[Entries shown Boundary: Start]

// Structured logging
pub mod logging;

pub use logging::init_logging;
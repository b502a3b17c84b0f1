pub mod firebase;
pub mod middleware;
pub mod path_matcher;
pub mod providers;

pub use firebase::FirebaseTokenVerifier;
pub use middleware::{auth_middleware, AuthGate, AuthOutcome};
pub use path_matcher::PathMatcher;
pub use providers::{Claims, TokenVerifier, VerificationError};
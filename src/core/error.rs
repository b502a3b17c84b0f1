//! # Error Handling Module
//!
//! Every failure the gateway can produce is a variant of [`GatewayError`]. Each variant
//! maps to a fixed HTTP status code and a stable, user-facing message, and the
//! `IntoResponse` implementation renders it as `{"detail": "<message>"}` so callers see
//! the same error shape no matter which stage of the pipeline rejected them.
//!
//! The `#[error("...")]` attribute from `thiserror` gives us `Display`; that text is
//! exactly what goes into the `detail` field.

use axum::http::StatusCode;
use axum::response::{IntoResponse, Response};
use axum::Json;
use serde_json::json;
use thiserror::Error;

/// Main result type used throughout the gateway
pub type GatewayResult<T> = Result<T, GatewayError>;

/// Error types for the authenticating gateway
#[derive(Debug, Error, Clone, PartialEq)]
pub enum GatewayError {
    /// Protected request arrived without an `Authorization` header
    #[error("Authorization header missing")]
    MissingAuthHeader,

    /// `Authorization` header is not `Bearer <token>`
    #[error("Invalid authorization header format. Expected: Bearer <token>")]
    MalformedAuthHeader,

    /// No token verifier could be built at startup
    #[error("Firebase Admin SDK not initialized")]
    VerifierUnavailable,

    #[error("Firebase token expired")]
    TokenExpired,

    /// Bad signature, malformed, revoked or otherwise rejected token
    #[error("Invalid Firebase token")]
    TokenInvalid,

    /// Verification failed for a reason that is not about the token itself
    #[error("Token verification failed: {cause}")]
    TokenVerificationOther { cause: String },

    /// Verified claims carry no subject identifier
    #[error("Firebase token missing UID")]
    MissingSubjectClaim,

    /// The downstream call could not be completed (refused, timed out, DNS, ...)
    #[error("Failed to forward request to Composite Service: {cause}")]
    DownstreamTransportFailure { cause: String },

    /// Configuration-related errors (invalid config, unreadable files, etc.)
    #[error("Configuration error: {message}")]
    Configuration { message: String },

    /// Internal server errors for unexpected failures
    #[error("Internal server error: {message}")]
    Internal { message: String },

    #[error("I/O error: {message}")]
    Io { message: String },

    #[error("JSON error: {message}")]
    Json { message: String },

    #[error("YAML error: {message}")]
    Yaml { message: String },
}

impl GatewayError {
    /// Create a configuration error with a custom message
    pub fn config<S: Into<String>>(message: S) -> Self {
        Self::Configuration {
            message: message.into(),
        }
    }

    /// Create an internal error with a custom message
    pub fn internal<S: Into<String>>(message: S) -> Self {
        Self::Internal {
            message: message.into(),
        }
    }

    /// Create a verification failure that is neither expiry nor an invalid token
    pub fn verification_other<S: Into<String>>(cause: S) -> Self {
        Self::TokenVerificationOther {
            cause: cause.into(),
        }
    }

    /// Create a downstream transport failure
    pub fn downstream<S: Into<String>>(cause: S) -> Self {
        Self::DownstreamTransportFailure {
            cause: cause.into(),
        }
    }

    /// Get the HTTP status code returned to the caller for this error
    pub fn status_code(&self) -> StatusCode {
        match self {
            Self::MissingAuthHeader => StatusCode::UNAUTHORIZED,
            Self::MalformedAuthHeader => StatusCode::UNAUTHORIZED,
            Self::VerifierUnavailable => StatusCode::INTERNAL_SERVER_ERROR,
            Self::TokenExpired => StatusCode::UNAUTHORIZED,
            Self::TokenInvalid => StatusCode::UNAUTHORIZED,
            Self::TokenVerificationOther { .. } => StatusCode::UNAUTHORIZED,
            Self::MissingSubjectClaim => StatusCode::UNAUTHORIZED,
            Self::DownstreamTransportFailure { .. } => StatusCode::BAD_GATEWAY,
            Self::Configuration { .. } => StatusCode::INTERNAL_SERVER_ERROR,
            Self::Internal { .. } => StatusCode::INTERNAL_SERVER_ERROR,
            Self::Io { .. } => StatusCode::INTERNAL_SERVER_ERROR,
            Self::Json { .. } => StatusCode::BAD_REQUEST,
            Self::Yaml { .. } => StatusCode::INTERNAL_SERVER_ERROR,
        }
    }

    /// Get a string representation of the error type for logs
    pub fn error_type(&self) -> &'static str {
        match self {
            Self::MissingAuthHeader => "missing_auth_header",
            Self::MalformedAuthHeader => "malformed_auth_header",
            Self::VerifierUnavailable => "verifier_unavailable",
            Self::TokenExpired => "token_expired",
            Self::TokenInvalid => "token_invalid",
            Self::TokenVerificationOther { .. } => "token_verification_failed",
            Self::MissingSubjectClaim => "missing_subject_claim",
            Self::DownstreamTransportFailure { .. } => "downstream_transport_failure",
            Self::Configuration { .. } => "configuration_error",
            Self::Internal { .. } => "internal_error",
            Self::Io { .. } => "io_error",
            Self::Json { .. } => "json_error",
            Self::Yaml { .. } => "yaml_error",
        }
    }
}

impl From<std::io::Error> for GatewayError {
    fn from(err: std::io::Error) -> Self {
        Self::Io {
            message: err.to_string(),
        }
    }
}

impl From<serde_json::Error> for GatewayError {
    fn from(err: serde_json::Error) -> Self {
        Self::Json {
            message: err.to_string(),
        }
    }
}

impl From<serde_yaml::Error> for GatewayError {
    fn from(err: serde_yaml::Error) -> Self {
        Self::Yaml {
            message: err.to_string(),
        }
    }
}

/// Render errors the same way the upstream Python services do: a JSON object with a
/// single `detail` field holding the display message.
impl IntoResponse for GatewayError {
    fn into_response(self) -> Response {
        let status = self.status_code();
        let body = json!({ "detail": self.to_string() });

        (status, Json(body)).into_response()
    }
}
//! # Structured Logging
//!
//! Installs the global `tracing` subscriber. `RUST_LOG` wins when set; otherwise the
//! configured level applies to this crate and `tower_http` logs at debug.

use tracing_subscriber::{fmt, layer::SubscriberExt, util::SubscriberInitExt, EnvFilter, Registry};

use crate::core::config::{LogFormat, LoggingConfig};
use crate::core::error::{GatewayError, GatewayResult};

/// Directives used when `RUST_LOG` is absent
pub fn default_directives(level: &str) -> String {
    format!("auth_gateway={},tower_http=debug", level.to_lowercase())
}

fn env_filter(config: &LoggingConfig) -> GatewayResult<EnvFilter> {
    if let Ok(filter) = EnvFilter::try_from_default_env() {
        return Ok(filter);
    }
    EnvFilter::try_new(default_directives(&config.level))
        .map_err(|e| GatewayError::config(format!("Invalid log level '{}': {}", config.level, e)))
}

/// Initialize the global subscriber; fails if one is already installed
pub fn init_logging(config: &LoggingConfig) -> GatewayResult<()> {
    let filter = env_filter(config)?;

    let result = match config.format {
        LogFormat::Json => Registry::default()
            .with(filter)
            .with(
                fmt::layer()
                    .json()
                    .with_current_span(true)
                    .with_span_list(false)
                    .with_target(true)
                    .with_file(true)
                    .with_line_number(true)
                    .with_thread_ids(true),
            )
            .try_init(),
        LogFormat::Text => Registry::default()
            .with(filter)
            .with(fmt::layer().with_target(true).with_thread_ids(true))
            .try_init(),
    };

    result.map_err(|e| GatewayError::internal(format!("Failed to initialize logging: {}", e)))
}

[Entries shown Boundary: End]

### Task item
The data above must be returned in full, exactly as written.

### Solved exercise
// Structured logging
pub mod logging;

pub use logging::init_logging;
repository b502a3b17c84b0f1
pub mod firebase;
pub mod middleware;
pub mod path_matcher;
pub mod providers;

pub use firebase::FirebaseTokenVerifier;
pub use middleware::{auth_middleware, AuthGate, AuthOutcome};
pub use path_matcher::PathMatcher;
pub use providers::{Claims, TokenVerifier, VerificationError};
filename src/core/error.rs
repository b502a3b17c84b0f1
//! # Error Handling Module
//!
//! Every failure the gateway can produce is a variant of [`GatewayError`]. Each variant
//! maps to a fixed HTTP status code and a stable, user-facing message, and the
//! `IntoResponse` implementation renders it as `{"detail": "<message>"}` so callers see
//! the same error shape no matter which stage of the pipeline rejected them.
//!
//! The `#[error("...")]` attribute from `thiserror` gives us `Display`; that text is
//! exactly what goes into the `detail` field.

use axum::http::StatusCode;
use axum::response::{IntoResponse, Response};
use axum::Json;
use serde_json::json;
use thiserror::Error;

/// Main result type used throughout the gateway
pub type GatewayResult<T> = Result<T, GatewayError>;

/// Error types for the authenticating gateway
#[derive(Debug, Error, Clone, PartialEq)]
pub enum GatewayError {
    /// Protected request arrived without an `Authorization` header
    #[error("Authorization header missing")]
    MissingAuthHeader,

    /// `Authorization` header is not `Bearer <token>`
    #[error("Invalid authorization header format. Expected: Bearer <token>")]
    MalformedAuthHeader,

    /// No token verifier could be built at startup
    #[error("Firebase Admin SDK not initialized")]
    VerifierUnavailable,

    #[error("Firebase token expired")]
    TokenExpired,

    /// Bad signature, malformed, revoked or otherwise rejected token
    #[error("Invalid Firebase token")]
    TokenInvalid,

    /// Verification failed for a reason that is not about the token itself
    #[error("Token verification failed: {cause}")]
    TokenVerificationOther { cause: String },

    /// Verified claims carry no subject identifier
    #[error("Firebase token missing UID")]
    MissingSubjectClaim,

    /// The downstream call could not be completed (refused, timed out, DNS, ...)
    #[error("Failed to forward request to Composite Service: {cause}")]
    DownstreamTransportFailure { cause: String },

    /// Configuration-related errors (invalid config, unreadable files, etc.)
    #[error("Configuration error: {message}")]
    Configuration { message: String },

    /// Internal server errors for unexpected failures
    #[error("Internal server error: {message}")]
    Internal { message: String },

    #[error("I/O error: {message}")]
    Io { message: String },

    #[error("JSON error: {message}")]
    Json { message: String },

    #[error("YAML error: {message}")]
    Yaml { message: String },
}

impl GatewayError {
    /// Create a configuration error with a custom message
    pub fn config<S: Into<String>>(message: S) -> Self {
        Self::Configuration {
            message: message.into(),
        }
    }

    /// Create an internal error with a custom message
    pub fn internal<S: Into<String>>(message: S) -> Self {
        Self::Internal {
            message: message.into(),
        }
    }

    /// Create a verification failure that is neither expiry nor an invalid token
    pub fn verification_other<S: Into<String>>(cause: S) -> Self {
        Self::TokenVerificationOther {
            cause: cause.into(),
        }
    }

    /// Create a downstream transport failure
    pub fn downstream<S: Into<String>>(cause: S) -> Self {
        Self::DownstreamTransportFailure {
            cause: cause.into(),
        }
    }

    /// Get the HTTP status code returned to the caller for this error
    pub fn status_code(&self) -> StatusCode {
        match self {
            Self::MissingAuthHeader => StatusCode::UNAUTHORIZED,
            Self::MalformedAuthHeader => StatusCode::UNAUTHORIZED,
            Self::VerifierUnavailable => StatusCode::INTERNAL_SERVER_ERROR,
            Self::TokenExpired => StatusCode::UNAUTHORIZED,
            Self::TokenInvalid => StatusCode::UNAUTHORIZED,
            Self::TokenVerificationOther { .. } => StatusCode::UNAUTHORIZED,
            Self::MissingSubjectClaim => StatusCode::UNAUTHORIZED,
            Self::DownstreamTransportFailure { .. } => StatusCode::BAD_GATEWAY,
            Self::Configuration { .. } => StatusCode::INTERNAL_SERVER_ERROR,
            Self::Internal { .. } => StatusCode::INTERNAL_SERVER_ERROR,
            Self::Io { .. } => StatusCode::INTERNAL_SERVER_ERROR,
            Self::Json { .. } => StatusCode::BAD_REQUEST,
            Self::Yaml { .. } => StatusCode::INTERNAL_SERVER_ERROR,
        }
    }

    /// Get a string representation of the error type for logs
    pub fn error_type(&self) -> &'static str {
        match self {
            Self::MissingAuthHeader => "missing_auth_header",
            Self::MalformedAuthHeader => "malformed_auth_header",
            Self::VerifierUnavailable => "verifier_unavailable",
            Self::TokenExpired => "token_expired",
            Self::TokenInvalid => "token_invalid",
            Self::TokenVerificationOther { .. } => "token_verification_failed",
            Self::MissingSubjectClaim => "missing_subject_claim",
            Self::DownstreamTransportFailure { .. } => "downstream_transport_failure",
            Self::Configuration { .. } => "configuration_error",
            Self::Internal { .. } => "internal_error",
            Self::Io { .. } => "io_error",
            Self::Json { .. } => "json_error",
            Self::Yaml { .. } => "yaml_error",
        }
    }
}

impl From<std::io::Error> for GatewayError {
    fn from(err: std::io::Error) -> Self {
        Self::Io {
            message: err.to_string(),
        }
    }
}

impl From<serde_json::Error> for GatewayError {
    fn from(err: serde_json::Error) -> Self {
        Self::Json {
            message: err.to_string(),
        }
    }
}

impl From<serde_yaml::Error> for GatewayError {
    fn from(err: serde_yaml::Error) -> Self {
        Self::Yaml {
            message: err.to_string(),
        }
    }
}

/// Render errors the same way the upstream Python services do: a JSON object with a
/// single `detail` field holding the display message.
impl IntoResponse for GatewayError {
    fn into_response(self) -> Response {
        let status = self.status_code();
        let body = json!({ "detail": self.to_string() });

        (status, Json(body)).into_response()
    }
}
//! # Structured Logging
//!
//! Installs the global `tracing` subscriber. `RUST_LOG` wins when set; otherwise the
//! configured level applies to this crate and `tower_http` logs at debug.

use tracing_subscriber::{fmt, layer::SubscriberExt, util::SubscriberInitExt, EnvFilter, Registry};

use crate::core::config::{LogFormat, LoggingConfig};
use crate::core::error::{GatewayError, GatewayResult};

/// Directives used when `RUST_LOG` is absent
pub fn default_directives(level: &str) -> String {
    format!("auth_gateway={},tower_http=debug", level.to_lowercase())
}

fn env_filter(config: &LoggingConfig) -> GatewayResult<EnvFilter> {
    if let Ok(filter) = EnvFilter::try_from_default_env() {
        return Ok(filter);
    }
    EnvFilter::try_new(default_directives(&config.level))
        .map_err(|e| GatewayError::config(format!("Invalid log level '{}': {}", config.level, e)))
}

/// Initialize the global subscriber; fails if one is already installed
pub fn init_logging(config: &LoggingConfig) -> GatewayResult<()> {
    let filter = env_filter(config)?;

    let result = match config.format {
        LogFormat::Json => Registry::default()
            .with(filter)
            .with(
                fmt::layer()
                    .json()
                    .with_current_span(true)
                    .with_span_list(false)
                    .with_target(true)
                    .with_file(true)
                    .with_line_number(true)
                    .with_thread_ids(true),
            )
            .try_init(),
        LogFormat::Text => Registry::default()
            .with(filter)
            .with(fmt::layer().with_target(true).with_thread_ids(true))
            .try_init(),
    };

    result.map_err(|e| GatewayError::internal(format!("Failed to initialize logging: {}", e)))
}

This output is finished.